[Saved data entries]

// =============================================================================
// Mock Implementations for Testing
// =============================================================================

#[derive(Default)]
struct MockProviderState {
    block: u64,
    native_balances: HashMap<String, U256>,
    token_balances: HashMap<(String, String), U256>,
    decimals: HashMap<String, u8>,
    wrapped: HashMap<(ChainId, WireAddress), String>,
    asset_wire: HashMap<String, WireAddress>,
    logs: HashMap<String, Vec<BridgeLog>>,
    completed: HashSet<CompletionKey>,
    fee: U256,
    gas_price: U256,
    token_owners: HashMap<String, String>,
    failure: Option<String>,
    calls: usize,
}

/// In-memory chain provider for testing.
#[derive(Default)]
pub struct MockChainProvider {
    state: RwLock<MockProviderState>,
}

impl MockChainProvider {
    /// Empty provider at block 0.
    pub fn new() -> Self {
        Self::default()
    }

    /// Set the current block.
    pub fn set_block(&self, block: u64) {
        self.state.write().block = block;
    }

    /// Set a gas token balance.
    pub fn set_native_balance(&self, address: &str, balance: U256) {
        self.state
            .write()
            .native_balances
            .insert(address.to_string(), balance);
    }

    /// Create a token account with a balance.
    pub fn set_token_balance(&self, asset: &str, owner: &str, balance: U256) {
        self.state
            .write()
            .token_balances
            .insert((asset.to_ascii_lowercase(), owner.to_string()), balance);
    }

    /// Set on-chain decimals for an asset.
    pub fn set_decimals(&self, asset: &str, decimals: u8) {
        self.state
            .write()
            .decimals
            .insert(asset.to_ascii_lowercase(), decimals);
    }

    /// Register a wrapped asset.
    pub fn set_wrapped_asset(&self, origin_chain: ChainId, origin: WireAddress, local: &str) {
        self.state
            .write()
            .wrapped
            .insert((origin_chain, origin), local.to_string());
    }

    /// Register the wire address of a local asset id.
    pub fn set_asset_wire_address(&self, asset: &str, address: WireAddress) {
        self.state.write().asset_wire.insert(asset.to_string(), address);
    }

    /// Attach a bridge event to a transaction.
    pub fn add_bridge_log(&self, tx: &str, log: BridgeLog) {
        self.state
            .write()
            .logs
            .entry(tx.to_string())
            .or_default()
            .push(log);
    }

    /// Record a transfer as redeemed.
    pub fn mark_completed(&self, key: CompletionKey) {
        self.state.write().completed.insert(key);
    }

    /// Fee returned by `estimate_fee`.
    pub fn set_fee(&self, fee: U256) {
        self.state.write().fee = fee;
    }

    /// Gas price returned by `gas_price`.
    pub fn set_gas_price(&self, price: U256) {
        self.state.write().gas_price = price;
    }

    /// Register the owner of a token account.
    pub fn set_token_account_owner(&self, token_account: &str, owner: &str) {
        self.state
            .write()
            .token_owners
            .insert(token_account.to_string(), owner.to_string());
    }

    /// Make every subsequent call fail with a transport error.
    pub fn fail_with(&self, message: &str) {
        self.state.write().failure = Some(message.to_string());
    }

    /// Number of calls made against this provider.
    pub fn call_count(&self) -> usize {
        self.state.read().calls
    }

    fn enter(&self) -> BridgeResult<parking_lot::RwLockReadGuard<'_, MockProviderState>> {
        {
            let mut state = self.state.write();
            state.calls += 1;
            if let Some(msg) = &state.failure {
                return Err(BridgeError::Transport(msg.clone()));
            }
        }
        Ok(self.state.read())
    }
}

#[async_trait]
impl ChainProvider for MockChainProvider {
    async fn current_block(&self) -> BridgeResult<u64> {
        Ok(self.enter()?.block)
    }

    async fn native_balance(&self, address: &str) -> BridgeResult<U256> {
        let state = self.enter()?;
        Ok(state
            .native_balances
            .get(address)
            .copied()
            .unwrap_or_default())
    }

    async fn token_balance(&self, asset: &str, owner: &str) -> BridgeResult<Option<U256>> {
        let state = self.enter()?;
        Ok(state
            .token_balances
            .get(&(asset.to_ascii_lowercase(), owner.to_string()))
            .copied())
    }

    async fn token_decimals(&self, asset: &str) -> BridgeResult<u8> {
        let state = self.enter()?;
        state
            .decimals
            .get(&asset.to_ascii_lowercase())
            .copied()
            .ok_or_else(|| BridgeError::Transport(format!("no token at {}", asset)))
    }

    async fn wrapped_asset(
        &self,
        _token_bridge: &str,
        origin_chain: ChainId,
        origin_address: &WireAddress,
    ) -> BridgeResult<Option<String>> {
        let state = self.enter()?;
        Ok(state.wrapped.get(&(origin_chain, *origin_address)).cloned())
    }

    async fn asset_wire_address(&self, asset: &str) -> BridgeResult<Option<WireAddress>> {
        Ok(self.enter()?.asset_wire.get(asset).copied())
    }

    async fn asset_from_wire(&self, address: &WireAddress) -> BridgeResult<Option<String>> {
        let state = self.enter()?;
        Ok(state
            .asset_wire
            .iter()
            .find(|(_, wire)| *wire == address)
            .map(|(asset, _)| asset.clone()))
    }

    async fn bridge_logs(&self, _token_bridge: &str, tx: &str) -> BridgeResult<Vec<BridgeLog>> {
        Ok(self.enter()?.logs.get(tx).cloned().unwrap_or_default())
    }

    async fn is_transfer_completed(
        &self,
        _token_bridge: &str,
        key: &CompletionKey,
    ) -> BridgeResult<bool> {
        Ok(self.enter()?.completed.contains(key))
    }

    async fn estimate_fee(&self, _tx: &PreparedTransaction) -> BridgeResult<U256> {
        Ok(self.enter()?.fee)
    }

    async fn gas_price(&self) -> BridgeResult<U256> {
        Ok(self.enter()?.gas_price)
    }

    async fn token_account_owner(&self, token_account: &str) -> BridgeResult<Option<String>> {
        Ok(self.enter()?.token_owners.get(token_account).cloned())
    }
}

§ **Work to be completed**
Of all the entries above, how many lines contain "Register"? Give the number alone.

§ **Answer for the task**
3